In any NICU, the following is a common scenario: A premature baby gets admitted to the NICU, needing assisted ventilation or not, and is ready for enteral feedings as early as 6 hours of age. It is common that the baby’s natural mother is unable to produce enough colostrum or BM for at least 2-3 days or even longer. During the interim, the baby receives TPN, premature formula, DBM obtained from the traditional DBMB or a combination of these. With the availability of Kimie, it will be easy to give PDBM obtained from another mother who had a premature baby a few days or weeks ago and is now able to produce extra milk than what her baby requires. The DBM from the preterm mother can be collected, pasteurized and stored frozen or pasteurized soon after expressing and used immediately.
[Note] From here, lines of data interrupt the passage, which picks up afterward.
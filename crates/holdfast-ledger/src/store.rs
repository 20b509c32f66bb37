//! Ledger store: append-only entries plus cached wallet balances.
//!
//! [`LedgerStore::append`] is the single atomic write of the ledger plane.
//! Within one critical section it:
//! 1. Looks up the draft's idempotency key (replay returns the prior row)
//! 2. Checks the wallet exists and, for `Out`, that the balance covers it
//! 3. Appends the row
//! 4. Updates the wallet's cached balance and version
//!
//! If any step fails nothing is written.

use std::collections::HashMap;
use std::sync::{Mutex, MutexGuard};

use async_trait::async_trait;
use chrono::{DateTime, Utc};
use holdfast_types::{
    Amount, Direction, EntryDraft, HoldfastError, IdempotencyKey, LedgerEntry, Posting, RefScope,
    Result, UserId, Wallet, WalletId,
};
use tracing::warn;

use crate::conservation::project_balance;
use crate::idempotency::IdempotencyIndex;

/// Persistence port for the ledger and wallets.
///
/// Implementations must make [`Self::append`] and [`Self::rebuild_balance`]
/// single atomic conditional writes.
#[async_trait]
pub trait LedgerStore: Send + Sync {
    /// Find-or-create the wallet owned by `owner`.
    async fn wallet_for_owner(&self, owner: UserId, at: DateTime<Utc>) -> Result<Wallet>;

    async fn wallet(&self, id: WalletId) -> Result<Wallet>;

    async fn wallets(&self) -> Result<Vec<Wallet>>;

    /// Append one entry atomically, or return the row that already recorded
    /// the same movement.
    async fn append(&self, draft: EntryDraft, at: DateTime<Utc>) -> Result<Posting>;

    async fn find(&self, key: &IdempotencyKey) -> Result<Option<LedgerEntry>>;

    /// Entries of one wallet, oldest first.
    async fn entries_for_wallet(&self, wallet: WalletId) -> Result<Vec<LedgerEntry>>;

    /// Every entry whose reference falls in `scope`, oldest first.
    async fn entries_for_scope(&self, scope: &RefScope) -> Result<Vec<LedgerEntry>>;

    /// Overwrite the cached balance with the ledger projection.
    async fn rebuild_balance(&self, wallet: WalletId) -> Result<Wallet>;
}

// ---------------------------------------------------------------------------
// In-memory implementation
// ---------------------------------------------------------------------------

#[derive(Debug, Default)]
struct LedgerState {
    wallets: HashMap<WalletId, Wallet>,
    by_owner: HashMap<UserId, WalletId>,
    entries: Vec<LedgerEntry>,
    by_wallet: HashMap<WalletId, Vec<usize>>,
    index: IdempotencyIndex,
    positions: HashMap<holdfast_types::LedgerEntryId, usize>,
}

impl LedgerState {
    fn entry_for_key(&self, key: &IdempotencyKey) -> Option<&LedgerEntry> {
        self.index
            .lookup(key)
            .and_then(|id| self.positions.get(&id))
            .map(|&pos| &self.entries[pos])
    }

    fn wallet_entries(&self, wallet: WalletId) -> Vec<LedgerEntry> {
        self.by_wallet
            .get(&wallet)
            .map(|positions| positions.iter().map(|&p| self.entries[p].clone()).collect())
            .unwrap_or_default()
    }
}

/// Single-process ledger store. One mutex guards the whole state, so each
/// call is a transaction.
#[derive(Debug, Default)]
pub struct InMemoryLedgerStore {
    state: Mutex<LedgerState>,
}

impl InMemoryLedgerStore {
    #[must_use]
    pub fn new() -> Self {
        Self::default()
    }

    fn lock(&self) -> Result<MutexGuard<'_, LedgerState>> {
        self.state
            .lock()
            .map_err(|_| HoldfastError::Datastore("ledger state lock poisoned".into()))
    }

    /// Total number of ledger rows.
    pub fn entry_count(&self) -> Result<usize> {
        Ok(self.lock()?.entries.len())
    }
}

#[async_trait]
impl LedgerStore for InMemoryLedgerStore {
    async fn wallet_for_owner(&self, owner: UserId, at: DateTime<Utc>) -> Result<Wallet> {
        let mut state = self.lock()?;
        if let Some(id) = state.by_owner.get(&owner).copied() {
            return state
                .wallets
                .get(&id)
                .cloned()
                .ok_or(HoldfastError::WalletNotFound(id));
        }
        let wallet = Wallet::open(owner, at);
        state.by_owner.insert(owner, wallet.id);
        state.wallets.insert(wallet.id, wallet.clone());
        Ok(wallet)
    }

    async fn wallet(&self, id: WalletId) -> Result<Wallet> {
        self.lock()?
            .wallets
            .get(&id)
            .cloned()
            .ok_or(HoldfastError::WalletNotFound(id))
    }

    async fn wallets(&self) -> Result<Vec<Wallet>> {
        let mut wallets: Vec<Wallet> = self.lock()?.wallets.values().cloned().collect();
        wallets.sort_by_key(|w| w.id);
        Ok(wallets)
    }

    async fn append(&self, draft: EntryDraft, at: DateTime<Utc>) -> Result<Posting> {
        if draft.amount.is_zero() {
            return Err(HoldfastError::InvalidAmount {
                reason: format!("{} {} must be > 0", draft.kind, draft.direction),
            });
        }

        let mut state = self.lock()?;
        let key = draft.idempotency_key();

        // 1. Replay: hand back the original row untouched.
        if let Some(existing) = state.entry_for_key(&key) {
            if existing.wallet_id != draft.wallet_id || existing.amount != draft.amount {
                warn!(
                    entry_id = %existing.id,
                    stored_wallet = %existing.wallet_id,
                    stored_amount = %existing.amount,
                    draft_wallet = %draft.wallet_id,
                    draft_amount = %draft.amount,
                    "replayed ledger draft differs from stored entry"
                );
            }
            return Ok(Posting {
                entry: existing.clone(),
                replayed: true,
            });
        }

        // 2. Guard the balance.
        let wallet = state
            .wallets
            .get(&draft.wallet_id)
            .ok_or(HoldfastError::WalletNotFound(draft.wallet_id))?;
        let new_balance = match draft.direction {
            Direction::In => wallet
                .balance
                .checked_add(draft.amount)
                .ok_or(HoldfastError::BalanceOverflow(draft.wallet_id))?,
            Direction::Out => wallet.balance.checked_sub(draft.amount).ok_or(
                HoldfastError::InsufficientFunds {
                    wallet: draft.wallet_id,
                    needed: draft.amount,
                    available: wallet.balance,
                },
            )?,
        };

        // 3. Append.
        let entry = draft.into_entry(at);
        let pos = state.entries.len();
        state.index.record(key, entry.id)?;
        state.positions.insert(entry.id, pos);
        state.by_wallet.entry(entry.wallet_id).or_default().push(pos);
        state.entries.push(entry.clone());

        // 4. Update the cache.
        if let Some(wallet) = state.wallets.get_mut(&entry.wallet_id) {
            wallet.balance = new_balance;
            wallet.version += 1;
        }

        Ok(Posting {
            entry,
            replayed: false,
        })
    }

    async fn find(&self, key: &IdempotencyKey) -> Result<Option<LedgerEntry>> {
        Ok(self.lock()?.entry_for_key(key).cloned())
    }

    async fn entries_for_wallet(&self, wallet: WalletId) -> Result<Vec<LedgerEntry>> {
        Ok(self.lock()?.wallet_entries(wallet))
    }

    async fn entries_for_scope(&self, scope: &RefScope) -> Result<Vec<LedgerEntry>> {
        Ok(self
            .lock()?
            .entries
            .iter()
            .filter(|e| &e.reference.scope() == scope)
            .cloned()
            .collect())
    }

    async fn rebuild_balance(&self, wallet_id: WalletId) -> Result<Wallet> {
        let mut state = self.lock()?;
        let projected = project_balance(&state.wallet_entries(wallet_id));
        let balance = u64::try_from(projected)
            .map(Amount::new)
            .map_err(|_| HoldfastError::ConservationViolation {
                reason: format!("wallet {wallet_id} projects to {projected}"),
            })?;
        let wallet = state
            .wallets
            .get_mut(&wallet_id)
            .ok_or(HoldfastError::WalletNotFound(wallet_id))?;
        if wallet.balance != balance {
            warn!(
                wallet_id = %wallet_id,
                cached = %wallet.balance,
                projected = %balance,
                "rebuilt drifted wallet balance from ledger"
            );
            wallet.balance = balance;
            wallet.version += 1;
        }
        Ok(wallet.clone())
    }
}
In the later scenario, PDBM can be stored at 40°C in small aliquots to be used within the next 24 hours. This approach will decrease the need for TPN and eliminate the use of premature formula or DBM obtained from mothers who had a baby at full-term gestation. The use of preterm milk is better since it has a higher content of protein, fat, amino acids, lysozymes, calcium and sodium (50-53). Clinical studies to establish the validity of the above stated approach using Kimie seem warranted.
In summary, we have developed a human breast milk pasteurizer better suited for in-hospital installed DBMB that should help improve the health of premature babies worldwide.